Instructions for the task →
What lines below hold the string "consumed"? Copy them all.

Data in this exercise →
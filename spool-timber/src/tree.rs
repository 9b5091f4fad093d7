//! The append-only accumulator.
//!
//! Leaves are addressed by their index; the binary path of a leaf is the
//! `H`-bit big-endian representation of that index, a `0` bit meaning "go
//! left". Every node caches its digest, so an append or a rollback rehashes
//! only the `H` nodes on the affected path.

use serde::{Deserialize, Serialize};
use spool_common::{Digest, HashAlgorithm, HashDomain};
use tracing::debug;

use crate::arena::{Arena, Node, NodeId, NodeKind, ZERO_LEAF};
use crate::error::{Result, TimberError};
use crate::path::{Direction, MerklePath, PathStep};

/// Default height, matching the on-chain tree.
pub const DEFAULT_TREE_HEIGHT: u8 = 32;

/// Largest supported height; keeps `2^H` within a `u64`.
pub const MAX_TREE_HEIGHT: u8 = 63;

/// Serializable summary of a tree, enough for a verifier to check paths or
/// for [`Timber::from_frontier`] to resume appending.
#[derive(Clone, Debug, PartialEq, Eq, Serialize, Deserialize)]
pub struct TreeState {
    pub height: u8,
    pub root: Digest,
    pub leaf_count: u64,
    pub frontier: Vec<Digest>,
}

/// Sparse incremental Merkle tree of fixed height.
#[derive(Clone, Debug)]
pub struct Timber<H = HashAlgorithm> {
    hasher: H,
    height: u8,
    pub(crate) arena: Arena,
    pub(crate) top: NodeId,
    root: Digest,
    leaf_count: u64,
    frontier: Vec<Digest>,
    /// Leaves below this index are only known through frontier digests.
    pub(crate) resumed_at: u64,
}

/// Number of frontier entries for a given leaf count.
pub fn frontier_len(leaf_count: u64) -> usize {
    (u64::BITS - leaf_count.leading_zeros()) as usize
}

/// Index of the frontier node at a level holding `completed` nodes: the last
/// one if it is a left child, otherwise its left sibling.
pub(crate) fn frontier_position(completed: u64) -> u64 {
    if completed % 2 == 1 {
        completed - 1
    } else {
        completed - 2
    }
}
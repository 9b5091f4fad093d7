//! Ledger recovery when the upstream chain retracts batches.

use std::collections::{HashSet, VecDeque};

use serde::{Deserialize, Serialize};
use spool_common::Digest;
use tracing::info;

use crate::error::Result;
use crate::ledger::Ledger;
use crate::patch::RecordPatch;
use crate::store::CommitmentStore;

/// What a withdrawal or rollback changed in the ledger.
#[derive(Clone, Copy, Debug, Default, PartialEq, Eq, Serialize, Deserialize)]
pub struct ReorgReport {
    /// Records whose confirming batch went away.
    pub unconfirmed: usize,
    /// Records whose spend confirmation went away.
    pub unspent: usize,
    /// Records reset because an ancestor was reverted.
    pub cascaded: usize,
    /// Unconfirmed non-deposit records dropped.
    pub deleted: usize,
}

impl ReorgReport {
    pub fn merge(&mut self, other: ReorgReport) {
        self.unconfirmed += other.unconfirmed;
        self.unspent += other.unspent;
        self.cascaded += other.cascaded;
        self.deleted += other.deleted;
    }

    pub fn is_empty(&self) -> bool {
        *self == ReorgReport::default()
    }
}

impl<S: CommitmentStore> Ledger<S> {
    /// Undo the effects of the batch carried by `originating_tx`.
    ///
    /// Records that batch confirmed go back to their initial state, spends it
    /// confirmed become unconfirmed, and every record created by a
    /// transaction that spent a reset record is reset too, transitively.
    /// Calling this twice for the same transaction changes nothing the
    /// second time.
    pub fn withdraw_batch(&self, originating_tx: &Digest) -> Result<ReorgReport> {
        let mut report = ReorgReport::default();
        let mut worklist = VecDeque::new();

        let produced = self
            .store()
            .find_by(&|r| r.originating_tx == Some(*originating_tx))?;
        for record in produced {
            if self
                .store()
                .update_fields(&record.hash, &RecordPatch::reset_lifecycle())?
            {
                report.unconfirmed += 1;
            }
            if let Some(spend) = record.spending_tx {
                worklist.push_back(spend.hash);
            }
        }

        let consumed = self
            .store()
            .find_by(&|r| r.nullifying_tx == Some(*originating_tx))?;
        for record in consumed {
            if self
                .store()
                .update_fields(&record.hash, &RecordPatch::clear_spend_confirmation())?
            {
                report.unspent += 1;
            }
        }

        let mut visited = HashSet::new();
        while let Some(tx) = worklist.pop_front() {
            if !visited.insert(tx) {
                continue;
            }
            let derived = self.store().find_by(&|r| r.created_by == Some(tx))?;
            for record in derived {
                if self
                    .store()
                    .update_fields(&record.hash, &RecordPatch::reset_lifecycle())?
                {
                    report.cascaded += 1;
                }
                if let Some(spend) = record.spending_tx {
                    worklist.push_back(spend.hash);
                }
            }
        }

        if !report.is_empty() {
            info!("Withdrew batch {}: {:?}", originating_tx, report);
        }
        Ok(report)
    }

    /// Undo every batch from `from_batch` onward.
    ///
    /// Confirmations and spend confirmations at or after `from_batch` are
    /// cleared. Records first confirmed after it that did not come from a
    /// deposit are dropped; they will be observed again if re-included.
    pub fn rollback_from_batch(&self, from_batch: u64) -> Result<ReorgReport> {
        let mut report = ReorgReport {
            deleted: self.store().delete_many(&|r| {
                !r.is_deposited && r.on_chain.map_or(false, |b| b > from_batch)
            })?,
            ..ReorgReport::default()
        };

        let unconfirmed = self
            .store()
            .find_by(&|r| r.on_chain.map_or(false, |b| b >= from_batch))?;
        for record in unconfirmed {
            if self
                .store()
                .update_fields(&record.hash, &RecordPatch::unconfirm())?
            {
                report.unconfirmed += 1;
            }
        }

        let unspent = self
            .store()
            .find_by(&|r| r.nullified_on_chain.map_or(false, |b| b >= from_batch))?;
        for record in unspent {
            if self
                .store()
                .update_fields(&record.hash, &RecordPatch::clear_spend_confirmation())?
            {
                report.unspent += 1;
            }
        }

        if !report.is_empty() {
            info!("Rolled back from batch {}: {:?}", from_batch, report);
        }
        Ok(report)
    }
}
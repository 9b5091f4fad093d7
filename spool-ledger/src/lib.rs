//! spool-ledger
//!
//! Client-side bookkeeping for shielded-pool commitments.
//!
//! - [`Ledger`] keeps one [`CommitmentRecord`] per commitment hash and moves
//!   it through its lifecycle: observed, confirmed, reserved, spent, spend
//!   confirmed.
//! - [`Ledger::select_usable`] picks and reserves spend inputs under a
//!   single lock.
//! - [`Ledger::withdraw_batch`] and [`Ledger::rollback_from_batch`] undo
//!   retracted batches, cascading to records derived from reverted ones.
//! - [`ChainSync`] applies the ordered chain event stream to both the
//!   accumulator and the ledger.

pub mod error;
pub mod ledger;
pub mod patch;
pub mod record;
pub mod reorg;
pub mod selection;
pub mod store;
pub mod sync;

pub use error::{LedgerError, Result, StoreError};
pub use ledger::{Balance, Ledger, UpsertOutcome};
pub use patch::{FieldUpdate, Guard, RecordPatch};
pub use record::{CommitmentRecord, MembershipWitness, NewCommitment, Preimage, SpendingTx, TxKind};
pub use reorg::ReorgReport;
pub use selection::{choose_inputs, Choice};
pub use store::{CommitmentStore, InsertOutcome, MemoryStore, SledStore};
pub use sync::{ApplyOutcome, BatchRecord, ChainEvent, ChainSync, LeavesAppended};
//! Applying chain events to the accumulator and the ledger.
//!
//! [`ChainSync`] owns the tree and the log of applied batches behind one
//! `RwLock`. Events take the write lock for their whole application, so a
//! reader holding the read lock sees a tree that matches a batch boundary.

use std::sync::{Arc, RwLock, RwLockReadGuard, RwLockWriteGuard};

use serde::{Deserialize, Serialize};
use spool_common::{Digest, HashAlgorithm, HashDomain};
use spool_timber::{MerklePath, Timber, TreeState};
use tracing::{debug, info, warn};

use crate::error::{LedgerError, Result};
use crate::ledger::Ledger;
use crate::record::MembershipWitness;
use crate::reorg::ReorgReport;
use crate::store::{CommitmentStore, MemoryStore};

/// A batch of commitments accepted upstream.
#[derive(Clone, Debug, PartialEq, Eq, Serialize, Deserialize)]
pub struct LeavesAppended {
    pub values: Vec<Digest>,
    pub batch_index: u64,
    pub originating_tx: Digest,
    /// Nullifiers of the spends carried by the batch.
    #[serde(default)]
    pub nullifiers: Vec<Digest>,
}

#[derive(Clone, Debug, PartialEq, Eq, Serialize, Deserialize)]
#[serde(tag = "type", rename_all = "snake_case")]
pub enum ChainEvent {
    LeavesAppended(LeavesAppended),
    /// The batch carried by `originating_tx` was retracted.
    BatchWithdrawn { originating_tx: Digest },
    /// Every batch from `from_batch` onward was rolled back.
    BatchesRolledBack { from_batch: u64 },
}

/// Where an applied batch sits in the tree.
#[derive(Clone, Copy, Debug, PartialEq, Eq, Serialize, Deserialize)]
pub struct BatchRecord {
    pub batch_index: u64,
    pub originating_tx: Digest,
    pub first_leaf: u64,
    /// Leaf count once the batch was applied.
    pub leaf_count: u64,
}

#[derive(Clone, Debug, PartialEq, Eq, Serialize)]
#[serde(tag = "outcome", rename_all = "snake_case")]
pub enum ApplyOutcome {
    Appended {
        first_leaf: u64,
        leaf_count: u64,
        root: Digest,
        confirmed: usize,
        spent: usize,
    },
    /// The batch was already applied.
    Duplicate { originating_tx: Digest },
    Withdrawn {
        leaf_count: u64,
        root: Digest,
        batches: usize,
        report: ReorgReport,
    },
    RolledBack {
        leaf_count: u64,
        root: Digest,
        batches: usize,
        report: ReorgReport,
    },
}

struct Replica<H> {
    tree: Timber<H>,
    batches: Vec<BatchRecord>,
}

pub struct ChainSync<S = MemoryStore, H = HashAlgorithm> {
    replica: RwLock<Replica<H>>,
    ledger: Arc<Ledger<S>>,
}

impl<S: CommitmentStore, H: HashDomain> ChainSync<S, H> {
    pub fn new(ledger: Arc<Ledger<S>>, tree: Timber<H>) -> Self {
        Self {
            replica: RwLock::new(Replica {
                tree,
                batches: Vec::new(),
            }),
            ledger,
        }
    }

    pub fn ledger(&self) -> &Arc<Ledger<S>> {
        &self.ledger
    }

    fn read(&self) -> Result<RwLockReadGuard<'_, Replica<H>>> {
        self.replica
            .read()
            .map_err(|_| LedgerError::LockPoisoned("replica"))
    }

    fn write(&self) -> Result<RwLockWriteGuard<'_, Replica<H>>> {
        self.replica
            .write()
            .map_err(|_| LedgerError::LockPoisoned("replica"))
    }

    // ═══════════════════════════════════════════════════════════════════
    // Readers
    // ═══════════════════════════════════════════════════════════════════

    pub fn tree_state(&self) -> Result<TreeState> {
        Ok(self.read()?.tree.state())
    }

    /// Path against the current root, with that root.
    pub fn merkle_path(&self, value: &Digest, index: Option<u64>) -> Result<(MerklePath, Digest)> {
        let replica = self.read()?;
        let path = replica.tree.merkle_path(value, index)?;
        Ok((path, replica.tree.root()))
    }

    pub fn batches(&self) -> Result<Vec<BatchRecord>> {
        Ok(self.read()?.batches.clone())
    }

    // ═══════════════════════════════════════════════════════════════════
    // Event handlers
    // ═══════════════════════════════════════════════════════════════════

    pub fn apply(&self, event: &ChainEvent) -> Result<ApplyOutcome> {
        match event {
            ChainEvent::LeavesAppended(batch) => self.apply_append(batch),
            ChainEvent::BatchWithdrawn { originating_tx } => self.apply_withdrawal(originating_tx),
            ChainEvent::BatchesRolledBack { from_batch } => self.apply_rollback(*from_batch),
        }
    }

    /// Append a batch, confirm the local records it contains and the local
    /// spends it carries.
    pub fn apply_append(&self, event: &LeavesAppended) -> Result<ApplyOutcome> {
        let mut replica = self.write()?;

        if replica
            .batches
            .iter()
            .any(|b| b.originating_tx == event.originating_tx)
        {
            debug!("Skipping already applied batch {}", event.originating_tx);
            return Ok(ApplyOutcome::Duplicate {
                originating_tx: event.originating_tx,
            });
        }
        if let Some(last) = replica.batches.last() {
            if event.batch_index <= last.batch_index {
                warn!(
                    "Rejecting batch {} after batch {}",
                    event.batch_index, last.batch_index
                );
                return Err(LedgerError::OutOfOrderBatch {
                    last: last.batch_index,
                    got: event.batch_index,
                });
            }
        }

        let first_leaf = replica.tree.append_all(&event.values)?;
        let ledger_updates = self
            .confirm_batch(&replica.tree, event, first_leaf)
            .and_then(|confirmed| {
                let spent = self.ledger.mark_spend_confirmed(
                    &event.nullifiers,
                    event.batch_index,
                    &event.originating_tx,
                )?;
                Ok((confirmed, spent))
            });
        let (confirmed, spent) = match ledger_updates {
            Ok(counts) => counts,
            Err(err) => {
                if let Err(undo) = self.ledger.withdraw_batch(&event.originating_tx) {
                    warn!(
                        "Could not undo partial batch {}: {}",
                        event.originating_tx, undo
                    );
                }
                replica.tree.rollback(first_leaf)?;
                return Err(err);
            }
        };

        let leaf_count = replica.tree.leaf_count();
        replica.batches.push(BatchRecord {
            batch_index: event.batch_index,
            originating_tx: event.originating_tx,
            first_leaf,
            leaf_count,
        });
        let root = replica.tree.root();
        info!(
            "Applied batch {} ({} leaves), leaf count {}, {} confirmed, {} spent",
            event.batch_index,
            event.values.len(),
            leaf_count,
            confirmed,
            spent
        );
        Ok(ApplyOutcome::Appended {
            first_leaf,
            leaf_count,
            root,
            confirmed,
            spent,
        })
    }

    fn confirm_batch(
        &self,
        tree: &Timber<H>,
        event: &LeavesAppended,
        first_leaf: u64,
    ) -> Result<usize> {
        let root = tree.root();
        let mut confirmed = 0;
        for (offset, value) in event.values.iter().enumerate() {
            let record = match self.ledger.get(value)? {
                Some(record) => record,
                None => continue,
            };
            let newly_confirmed =
                self.ledger
                    .mark_confirmed(value, event.batch_index, &event.originating_tx)?;
            // A failed earlier attempt may have confirmed it without a path.
            if !newly_confirmed && record.originating_tx != Some(event.originating_tx) {
                continue;
            }
            let leaf_index = first_leaf + offset as u64;
            let path = tree.merkle_path(value, Some(leaf_index))?;
            self.ledger.set_membership(
                value,
                MembershipWitness {
                    leaf_index,
                    path,
                    root,
                },
            )?;
            confirmed += 1;
        }
        Ok(confirmed)
    }

    /// Retract the batch carried by `originating_tx` and every batch applied
    /// after it. Unknown or already-withdrawn batches still get their ledger
    /// effects cleared, which is a no-op the second time round.
    ///
    /// The ledger is reset before the tree and the batch log, so a store
    /// failure leaves the replica as it was and the event can be retried.
    pub fn apply_withdrawal(&self, originating_tx: &Digest) -> Result<ApplyOutcome> {
        let mut replica = self.write()?;

        let position = replica
            .batches
            .iter()
            .position(|b| b.originating_tx == *originating_tx);
        let withdrawn = match position {
            Some(pos) => replica.batches[pos..].to_vec(),
            None => Vec::new(),
        };

        let mut report = ReorgReport::default();
        if withdrawn.is_empty() {
            report.merge(self.ledger.withdraw_batch(originating_tx)?);
        }
        for batch in withdrawn.iter().rev() {
            report.merge(self.ledger.withdraw_batch(&batch.originating_tx)?);
        }

        if let (Some(pos), Some(first)) = (position, withdrawn.first()) {
            replica.tree.rollback(first.first_leaf)?;
            replica.batches.truncate(pos);
        }

        let (leaf_count, root) = (replica.tree.leaf_count(), replica.tree.root());
        if !withdrawn.is_empty() {
            info!(
                "Withdrew {} batches starting with {}, leaf count {}",
                withdrawn.len(),
                originating_tx,
                leaf_count
            );
        }
        Ok(ApplyOutcome::Withdrawn {
            leaf_count,
            root,
            batches: withdrawn.len(),
            report,
        })
    }

    /// Roll the replica back to the state before `from_batch`.
    pub fn apply_rollback(&self, from_batch: u64) -> Result<ApplyOutcome> {
        let mut replica = self.write()?;

        let report = self.ledger.rollback_from_batch(from_batch)?;
        let dropped = match replica
            .batches
            .iter()
            .position(|b| b.batch_index >= from_batch)
        {
            Some(pos) => {
                let first_leaf = replica.batches[pos].first_leaf;
                replica.tree.rollback(first_leaf)?;
                replica.batches.split_off(pos).len()
            }
            None => 0,
        };

        let (leaf_count, root) = (replica.tree.leaf_count(), replica.tree.root());
        info!(
            "Rolled back {} batches from batch {}, leaf count {}",
            dropped, from_batch, leaf_count
        );
        Ok(ApplyOutcome::RolledBack {
            leaf_count,
            root,
            batches: dropped,
            report,
        })
    }
}
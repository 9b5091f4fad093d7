//! Commitment ledger: lifecycle transitions over a [`CommitmentStore`].

use std::collections::BTreeMap;
use std::sync::{Mutex, MutexGuard};

use serde::{Deserialize, Serialize};
use spool_common::Digest;
use tracing::{debug, info, warn};

use crate::error::{LedgerError, Result};
use crate::patch::RecordPatch;
use crate::record::{CommitmentRecord, MembershipWitness, NewCommitment, SpendingTx};
use crate::store::{CommitmentStore, InsertOutcome, MemoryStore};

#[derive(Clone, Copy, Debug, PartialEq, Eq, Serialize, Deserialize)]
pub enum UpsertOutcome {
    Inserted,
    /// Same content was already stored; nothing changed.
    AlreadyPresent,
}

/// Per `(asset, sub_id)` totals for one owner.
#[derive(Clone, Copy, Debug, Default, PartialEq, Eq, Serialize, Deserialize)]
pub struct Balance {
    /// Confirmed and free to select.
    pub spendable: u128,
    /// Not yet confirmed on chain.
    pub pending_deposit: u128,
    /// Reserved or spent locally, spend not yet confirmed.
    pub pending_spend: u128,
}

/// The set of commitments this client knows about.
///
/// Every state transition is a single guarded store update. Selection and
/// reservation additionally serialize on one ledger-wide mutex so that a
/// record is never handed to two spenders.
pub struct Ledger<S = MemoryStore> {
    store: S,
    selection: Mutex<()>,
}

impl Ledger<MemoryStore> {
    pub fn in_memory() -> Self {
        Self::new(MemoryStore::new())
    }
}

impl<S: CommitmentStore> Ledger<S> {
    pub fn new(store: S) -> Self {
        Self {
            store,
            selection: Mutex::new(()),
        }
    }

    pub fn store(&self) -> &S {
        &self.store
    }

    pub(crate) fn lock_selection(&self) -> Result<MutexGuard<'_, ()>> {
        self.selection
            .lock()
            .map_err(|_| LedgerError::LockPoisoned("selection"))
    }

    // ═══════════════════════════════════════════════════════════════════
    // Lookups
    // ═══════════════════════════════════════════════════════════════════

    pub fn get(&self, hash: &Digest) -> Result<Option<CommitmentRecord>> {
        Ok(self.store.get(hash)?)
    }

    pub fn require(&self, hash: &Digest) -> Result<CommitmentRecord> {
        self.get(hash)?.ok_or(LedgerError::UnknownRecord(*hash))
    }

    pub fn find_by_nullifier(&self, nullifier: &Digest) -> Result<Option<CommitmentRecord>> {
        Ok(self
            .store
            .find_by(&|r| r.nullifier == *nullifier)?
            .into_iter()
            .next())
    }

    pub fn records_for(&self, owner: &Digest) -> Result<Vec<CommitmentRecord>> {
        Ok(self.store.find_by(&|r| r.preimage.owner == *owner)?)
    }

    /// Records currently held by an in-flight spend.
    pub fn reserved(&self) -> Result<Vec<CommitmentRecord>> {
        Ok(self.store.find_by(&|r| r.pending_nullification)?)
    }

    pub fn balances(&self, owner: &Digest) -> Result<BTreeMap<(Digest, Digest), Balance>> {
        let mut out: BTreeMap<(Digest, Digest), Balance> = BTreeMap::new();
        for record in self.records_for(owner)? {
            if record.nullified_on_chain.is_some() {
                continue;
            }
            let entry = out
                .entry((record.preimage.asset, record.preimage.sub_id))
                .or_default();
            let amount = record.amount();
            if record.nullified || record.pending_nullification {
                entry.pending_spend = entry.pending_spend.saturating_add(amount);
            } else if record.on_chain.is_none() {
                entry.pending_deposit = entry.pending_deposit.saturating_add(amount);
            } else {
                entry.spendable = entry.spendable.saturating_add(amount);
            }
        }
        Ok(out)
    }

    // ═══════════════════════════════════════════════════════════════════
    // Transitions
    // ═══════════════════════════════════════════════════════════════════

    /// Record a newly observed commitment. Replays of identical content are
    /// accepted; a different commitment under the same hash is rejected.
    pub fn upsert(&self, new: NewCommitment) -> Result<UpsertOutcome> {
        let record = new.into_record();
        match self.store.insert(&record)? {
            InsertOutcome::Inserted => {
                debug!("Stored commitment {}", record.hash);
                Ok(UpsertOutcome::Inserted)
            }
            InsertOutcome::Existing(existing) if existing.same_content(&record) => {
                Ok(UpsertOutcome::AlreadyPresent)
            }
            InsertOutcome::Existing(_) => {
                warn!("Conflicting content for commitment {}", record.hash);
                Err(LedgerError::DuplicateRecord(record.hash))
            }
        }
    }

    /// Set the confirming batch, only if the record is unconfirmed.
    pub fn mark_confirmed(
        &self,
        hash: &Digest,
        batch_index: u64,
        originating_tx: &Digest,
    ) -> Result<bool> {
        let changed = self
            .store
            .update_fields(hash, &RecordPatch::confirm(batch_index, *originating_tx))?;
        if changed {
            debug!("Commitment {} confirmed in batch {}", hash, batch_index);
        }
        Ok(changed)
    }

    pub fn set_membership(&self, hash: &Digest, witness: MembershipWitness) -> Result<bool> {
        Ok(self
            .store
            .update_fields(hash, &RecordPatch::membership(witness))?)
    }

    /// Reserve every record in `hashes` or none of them.
    pub fn mark_spend_reserved(&self, hashes: &[Digest]) -> Result<()> {
        let _guard = self.lock_selection()?;
        self.reserve_locked(hashes)
    }

    /// Caller must hold the selection lock.
    pub(crate) fn reserve_locked(&self, hashes: &[Digest]) -> Result<()> {
        for (i, hash) in hashes.iter().enumerate() {
            if !self.store.update_fields(hash, &RecordPatch::reserve())? {
                for done in &hashes[..i] {
                    self.store.update_fields(done, &RecordPatch::release())?;
                }
                return Err(LedgerError::NotReservable(*hash));
            }
        }
        Ok(())
    }

    /// Release reservations, returning how many were held.
    pub fn clear_reservation(&self, hashes: &[Digest]) -> Result<usize> {
        let mut released = 0;
        for hash in hashes {
            if self.store.update_fields(hash, &RecordPatch::release())? {
                released += 1;
            }
        }
        if released > 0 {
            debug!("Released {} reservations", released);
        }
        Ok(released)
    }

    /// Drop every reservation, e.g. ones left behind by a crashed process.
    pub fn release_all_reservations(&self) -> Result<usize> {
        let _guard = self.lock_selection()?;
        let held: Vec<Digest> = self.reserved()?.into_iter().map(|r| r.hash).collect();
        let released = self.clear_reservation(&held)?;
        if released > 0 {
            info!("Released {} stale reservations", released);
        }
        Ok(released)
    }

    /// The spend was built and submitted: the record is consumed locally.
    pub fn mark_spend_finalized(&self, hash: &Digest, spending_tx: SpendingTx) -> Result<bool> {
        if self.store.get(hash)?.is_none() {
            return Err(LedgerError::UnknownRecord(*hash));
        }
        let changed = self
            .store
            .update_fields(hash, &RecordPatch::finalize_spend(spending_tx))?;
        if changed {
            debug!("Commitment {} nullified by {}", hash, spending_tx.hash);
        }
        Ok(changed)
    }

    /// Record on-chain confirmation of spends, matched by nullifier.
    pub fn mark_spend_confirmed(
        &self,
        nullifiers: &[Digest],
        batch_index: u64,
        nullifying_tx: &Digest,
    ) -> Result<usize> {
        if nullifiers.is_empty() {
            return Ok(0);
        }
        let matching = self.store.find_by(&|r| {
            r.nullified_on_chain.is_none() && nullifiers.contains(&r.nullifier)
        })?;
        let mut confirmed = 0;
        for record in matching {
            if self.store.update_fields(
                &record.hash,
                &RecordPatch::confirm_spend(batch_index, *nullifying_tx),
            )? {
                confirmed += 1;
            }
        }
        if confirmed > 0 {
            debug!("{} spends confirmed in batch {}", confirmed, batch_index);
        }
        Ok(confirmed)
    }
}
//! spool-common
//!
//! Types shared by the accumulator, the commitment ledger and the sync
//! service: the 32-byte [`Digest`] word, the pluggable [`HashDomain`]
//! combiner and nullifier derivation.

pub mod digest;
pub mod error;
pub mod hash;

pub use digest::{Digest, DIGEST_BYTES};
pub use error::{CommonError, Result};
pub use hash::{derive_nullifier, HashAlgorithm, HashDomain};
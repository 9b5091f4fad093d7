//! Input selection for spends.
//!
//! Transactions take at most two inputs, so selection looks for a single
//! exact match or a covering pair among the owner's spendable records.

use spool_common::Digest;
use tracing::info;

use crate::error::{LedgerError, Result};
use crate::ledger::Ledger;
use crate::record::CommitmentRecord;
use crate::store::CommitmentStore;

/// Positions into an ascending list of amounts.
#[derive(Clone, Copy, Debug, PartialEq, Eq)]
pub enum Choice {
    Single(usize),
    /// Lower position first.
    Pair(usize, usize),
}

impl Choice {
    pub fn positions(&self) -> Vec<usize> {
        match *self {
            Choice::Single(i) => vec![i],
            Choice::Pair(a, b) => vec![a, b],
        }
    }
}

/// Pick inputs from `amounts`, which must be sorted ascending.
///
/// 1. an exact amount wins outright;
/// 2. otherwise two records are needed, unless `exact_only`;
/// 3. if the two largest records below `target` cannot cover it, the
///    smallest record at or above `target` is paired with the smallest
///    record overall;
/// 4. otherwise a two-pointer scan over the records below `target` keeps
///    the covering pair whose larger member is closest to `target`.
///
/// Covering is deliberately `sum >= target`, not `sum > target`: a pair
/// summing exactly to `target` is accepted instead of being passed over,
/// which could leave the scan with no pair at all.
pub fn choose_inputs(amounts: &[u128], target: u128, exact_only: bool) -> Result<Choice> {
    if let Some(i) = amounts.iter().position(|&a| a == target) {
        return Ok(Choice::Single(i));
    }
    if exact_only || amounts.len() < 2 {
        return Err(LedgerError::NoUsableRecords);
    }

    let split = amounts.partition_point(|&a| a < target);
    let below = &amounts[..split];
    let pair_below_covers =
        split >= 2 && below[split - 1].saturating_add(below[split - 2]) >= target;

    if !pair_below_covers {
        return match split {
            s if s == amounts.len() => Err(LedgerError::Insufficient { target }),
            // Nothing smaller to pair with; the larger record covers alone.
            0 => Ok(Choice::Single(0)),
            s => Ok(Choice::Pair(0, s)),
        };
    }

    let (mut lhs, mut rhs) = (0, split - 1);
    let mut best: Option<(u128, usize, usize)> = None;
    while lhs < rhs {
        if below[lhs].saturating_add(below[rhs]) >= target {
            let deficit = target - below[rhs];
            if best.map_or(true, |(d, _, _)| deficit < d) {
                best = Some((deficit, lhs, rhs));
            }
            rhs -= 1;
        } else {
            lhs += 1;
        }
    }
    best.map(|(_, l, r)| Choice::Pair(l, r))
        .ok_or(LedgerError::Insufficient { target })
}

impl<S: CommitmentStore> Ledger<S> {
    /// Choose and reserve inputs worth at least `target`.
    ///
    /// Scan, decision and reservation happen under one lock, so concurrent
    /// callers never receive the same record. The returned records are
    /// already marked pending and ordered by amount. A caller that fails to
    /// use them must hand them back through [`Ledger::clear_reservation`].
    pub fn select_usable(
        &self,
        owner: &Digest,
        asset: &Digest,
        sub_id: &Digest,
        target: u128,
        exact_only: bool,
    ) -> Result<Vec<CommitmentRecord>> {
        let _guard = self.lock_selection()?;

        let mut candidates = self
            .store()
            .find_by(&|r| r.belongs_to(owner, asset, sub_id) && r.is_spendable())?;
        candidates.sort_by(|a, b| a.amount().cmp(&b.amount()).then(a.hash.cmp(&b.hash)));
        let amounts: Vec<u128> = candidates.iter().map(CommitmentRecord::amount).collect();

        let choice = choose_inputs(&amounts, target, exact_only)?;
        let mut chosen: Vec<CommitmentRecord> = choice
            .positions()
            .into_iter()
            .map(|i| candidates[i].clone())
            .collect();
        let hashes: Vec<Digest> = chosen.iter().map(|r| r.hash).collect();
        self.reserve_locked(&hashes)?;
        for record in &mut chosen {
            record.pending_nullification = true;
        }

        info!(
            "Reserved {} of {} candidates for target {}",
            chosen.len(),
            candidates.len(),
            target
        );
        Ok(chosen)
    }
}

Solved exercise →
        let consumed = self
        for record in consumed {
    /// The spend was built and submitted: the record is consumed locally.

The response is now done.